Pujari-Palmer Shiuli, Pujari-Palmer Michael, Karlsson Ott Marjam
Department of Medical Sciences, Uppsala University, SE-75185, Uppsala, Sweden.
J Biomed Mater Res B Appl Biomater. 2016 Apr;104(3):568-75. doi: 10.1002/jbm.b.33427. Epub 2015 May 7.
Nanoporous alumina elicits different inflammatory responses dependent on pore size, such as increased complement activation and reactive oxygen species (ROS) production, on 200 versus 20 nm pores. In this study, we attempt to further modulate inflammatory cell response by loading nanoporous alumina membranes (20, 100, and 200 nm pores), with an antioxidant, Trolox, for controlled drug release. For mononuclear cells (MNC) no difference in cell response, due to pore size, was seen when cultured on nonloaded membranes. However, when exposed to membranes loaded with Trolox, 100 uM was enough to quench ROS by more than 95% for all pore sizes. Polymorphonuclear cells (PMNC) produced significantly more ROS when exposed to 20 versus 100 nm pores. For Trolox loaded membranes, this trend reversed, due to slower release of antioxidant from the 20 nm pores. Furthermore, Trolox exhibited a unique effect on PMNCs that has not previously been reported: It delayed the production of ROS in a manner distinct from antioxidant activity.
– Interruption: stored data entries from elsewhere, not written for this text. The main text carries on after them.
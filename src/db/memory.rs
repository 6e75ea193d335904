use std::collections::{BTreeMap, HashSet};
use std::sync::atomic::{AtomicU32, Ordering};

use async_trait::async_trait;
use chrono::{DateTime, Utc};
use tokio::sync::Mutex;
use uuid::Uuid;

use super::{Store, StoreError};
use crate::models::{Cursor, ReplicationOrder, SubmissionResult, TrackedAddress, TradeRecord, TradeRef};

#[derive(Debug, Default)]
struct State {
    cursor: Option<Cursor>,
    cursor_writes: u64,
    tracked: BTreeMap<String, TrackedAddress>,
    trades: BTreeMap<TradeRef, TradeRecord>,
    order_keys: HashSet<(TradeRef, String)>,
    orders: Vec<ReplicationOrder>,
    submissions: Vec<(Uuid, SubmissionResult)>,
}

/// In-process `Store` for tests and `--ephemeral` runs. Nothing survives the
/// process, but a single instance can be shared across pipeline restarts.
#[derive(Debug, Default)]
pub struct MemoryStore {
    state: Mutex<State>,
    fail_cursor_writes: AtomicU32,
    fail_journal_at: AtomicU32,
}

impl MemoryStore {
    pub fn new() -> Self {
        Self::default()
    }

    /// Make the next `n` cursor writes fail with `StoreError::Unavailable`.
    pub fn fail_next_cursor_writes(&self, n: u32) {
        self.fail_cursor_writes.store(n, Ordering::SeqCst);
    }

    /// Make the `nth` journal write from now (1-based) fail with
    /// `StoreError::Unavailable`. The writes before and after it succeed.
    pub fn fail_journal_write(&self, nth: u32) {
        self.fail_journal_at.store(nth, Ordering::SeqCst);
    }

    pub async fn cursor(&self) -> Option<Cursor> {
        self.state.lock().await.cursor
    }

    /// Successful cursor writes so far.
    pub async fn cursor_writes(&self) -> u64 {
        self.state.lock().await.cursor_writes
    }

    pub async fn orders(&self) -> Vec<ReplicationOrder> {
        self.state.lock().await.orders.clone()
    }

    pub async fn submissions(&self) -> Vec<(Uuid, SubmissionResult)> {
        self.state.lock().await.submissions.clone()
    }

    pub async fn trade_count(&self) -> usize {
        self.state.lock().await.trades.len()
    }
}

#[async_trait]
impl Store for MemoryStore {
    async fn load_cursor(&self) -> Result<Option<Cursor>, StoreError> {
        Ok(self.state.lock().await.cursor)
    }

    async fn save_cursor(&self, cursor: Cursor) -> Result<(), StoreError> {
        let pending = self.fail_cursor_writes.load(Ordering::SeqCst);
        if pending > 0 {
            self.fail_cursor_writes.store(pending - 1, Ordering::SeqCst);
            return Err(StoreError::Unavailable("injected cursor write failure".into()));
        }

        let mut state = self.state.lock().await;
        state.cursor = Some(cursor);
        state.cursor_writes += 1;
        Ok(())
    }

    async fn load_tracked(&self) -> Result<Vec<TrackedAddress>, StoreError> {
        Ok(self.state.lock().await.tracked.values().cloned().collect())
    }

    async fn upsert_tracked(&self, entry: &TrackedAddress) -> Result<(), StoreError> {
        self.state
            .lock()
            .await
            .tracked
            .insert(entry.address.clone(), entry.clone());
        Ok(())
    }

    async fn remove_tracked(&self, address: &str) -> Result<bool, StoreError> {
        Ok(self.state.lock().await.tracked.remove(address).is_some())
    }

    async fn record_trades(&self, records: &[TradeRecord]) -> Result<u64, StoreError> {
        let mut state = self.state.lock().await;
        let mut inserted = 0;
        for record in records {
            if !state.trades.contains_key(&record.trade_ref()) {
                state.trades.insert(record.trade_ref(), record.clone());
                inserted += 1;
            }
        }
        Ok(inserted)
    }

    async fn load_trades_since(&self, since: DateTime<Utc>) -> Result<Vec<TradeRecord>, StoreError> {
        let state = self.state.lock().await;
        let mut trades: Vec<TradeRecord> = state
            .trades
            .values()
            .filter(|t| t.timestamp >= since)
            .cloned()
            .collect();
        trades.sort_by_key(|t| (t.block_number, t.log_index));
        Ok(trades)
    }

    async fn journal_order(&self, order: &ReplicationOrder) -> Result<bool, StoreError> {
        let countdown = self
            .fail_journal_at
            .fetch_update(Ordering::SeqCst, Ordering::SeqCst, |n| n.checked_sub(1));
        if countdown == Ok(1) {
            return Err(StoreError::Unavailable("injected journal write failure".into()));
        }

        let mut state = self.state.lock().await;
        let key = (order.source_trade_ref.clone(), order.source_address.clone());
        if !state.order_keys.insert(key) {
            return Ok(false);
        }
        state.orders.push(order.clone());
        Ok(true)
    }

    async fn pending_order(
        &self,
        trade_ref: &TradeRef,
        source_address: &str,
    ) -> Result<Option<ReplicationOrder>, StoreError> {
        let state = self.state.lock().await;
        let pending = state
            .orders
            .iter()
            .find(|o| &o.source_trade_ref == trade_ref && o.source_address == source_address)
            .filter(|o| !state.submissions.iter().any(|(id, _)| *id == o.id))
            .cloned();
        Ok(pending)
    }

    async fn record_submission(
        &self,
        order_id: Uuid,
        result: &SubmissionResult,
    ) -> Result<(), StoreError> {
        self.state
            .lock()
            .await
            .submissions
            .push((order_id, result.clone()));
        Ok(())
    }
}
The present study confirms that nanoporous alumina is a suitable vehicle for drug delivery, and that Trolox can successfully modulate the inflammatory response of both MNC and PMNCs.
纳米多孔氧化铝根据孔径大小引发不同的炎症反应,例如在200纳米与20纳米孔径的情况下,补体激活增加以及活性氧(ROS)生成增加。在本研究中,我们尝试通过在纳米多孔氧化铝膜(孔径为20、100和200纳米)上负载抗氧化剂Trolox来进一步调节炎症细胞反应,以实现药物的可控释放。对于单核细胞(MNC),在未负载的膜上培养时,未观察到因孔径大小而导致的细胞反应差异。然而,当暴露于负载有Trolox的膜时,100微摩尔的Trolox足以使所有孔径的ROS淬灭超过95%。多形核细胞(PMNC)在暴露于20纳米孔径与100纳米孔径的膜时产生的ROS显著更多。对于负载有Trolox的膜,由于抗氧化剂从20纳米孔径的膜中释放较慢,这种趋势发生了逆转。此外,Trolox对PMNC表现出一种此前未被报道的独特作用:它以一种不同于抗氧化活性的方式延迟了ROS的产生。本研究证实纳米多孔氧化铝是一种适合药物递送的载体,并且Trolox能够成功调节MNC和PMNC的炎症反应。